**REQUIRED WORK:** Produce word for word the lines of the data below running from the one that has "if partial != 0" to the one that has "Ethereum address. Returns", inclusive, and no others.

**DATA TO PROCESS:**
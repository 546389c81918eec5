//! Cross-chain mint vouchers.
//!
//! A voucher authorizes the token contract on the Ethereum side to release
//! funds. The digest is the keccak-256 of the ABI encoding of
//! `(address account, uint256 value, string token, uint8 decimals,
//! uint256 nonce, uint256 chain_id)`, matching the contract's verifier.

use alloy_primitives::{keccak256, Address, U256};
use tapbridge_btcio::RemoteSigner;
use tracing::debug;

use crate::{
    errors::AuthorityError, eth::pubkey_to_eth_address, recovery::recover_matching_identifier,
};

/// Claim released to a token holder on the Ethereum side.
#[derive(Debug, Clone)]
pub struct MintVoucher {
    pub account: Address,
    /// Token amount in base units.
    pub value: U256,
    pub token: String,
    pub decimals: u8,
    pub nonce: U256,
    pub chain_id: u64,
}

/// Keccak-256 digest over the voucher's ABI encoding.
pub fn voucher_digest(voucher: &MintVoucher) -> [u8; 32] {
    // head: six 32-byte slots, the string slot holding its tail offset
    let mut buf = Vec::with_capacity(8 * 32);

    let mut account_slot = [0u8; 32];
    account_slot[12..].copy_from_slice(voucher.account.as_slice());
    buf.extend_from_slice(&account_slot);

    buf.extend_from_slice(&voucher.value.to_be_bytes::<32>());
    buf.extend_from_slice(&U256::from(6 * 32).to_be_bytes::<32>());
    buf.extend_from_slice(&U256::from(voucher.decimals).to_be_bytes::<32>());
    buf.extend_from_slice(&voucher.nonce.to_be_bytes::<32>());
    buf.extend_from_slice(&U256::from(voucher.chain_id).to_be_bytes::<32>());

    // tail: string length then contents padded to a slot boundary
    let token = voucher.token.as_bytes();
    buf.extend_from_slice(&U256::from(token.len()).to_be_bytes::<32>());
    buf.extend_from_slice(token);
    let partial = token.len() % 32;
    if partial != 0 {
        buf.extend_from_slice(&[0u8; 32][partial..]);
    }

    keccak256(&buf).0
}

/// Signs a voucher and resolves the Ethereum-style recovery byte by
/// checking candidates against the bridge's own Ethereum address. Returns
/// the 65-byte `r || s || v` signature as a 0x-prefixed hex string.
pub async fn sign_voucher(
    signer: &dyn RemoteSigner,
    key_id: &str,
    own_eth_address: Address,
    voucher: &MintVoucher,
) -> Result<String, AuthorityError> {
    let digest = voucher_digest(voucher);
    let compact = signer.sign_hash(key_id, &[], &digest).await?;

    let identifier = recover_matching_identifier(&digest, &compact, |pubkey| {
        pubkey_to_eth_address(pubkey) == own_eth_address
    })
    .ok_or(AuthorityError::RecoveryExhausted)?;

    let v = identifier + 27;
    debug!(%own_eth_address, v, "voucher signed");
    Ok(format!("0x{}{:02x}", hex::encode(compact), v))
}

**TASK ANSWER:**
    if partial != 0 {
        buf.extend_from_slice(&[0u8; 32][partial..]);
    }

    keccak256(&buf).0
}

/// Signs a voucher and resolves the Ethereum-style recovery byte by
/// checking candidates against the bridge's own Ethereum address. Returns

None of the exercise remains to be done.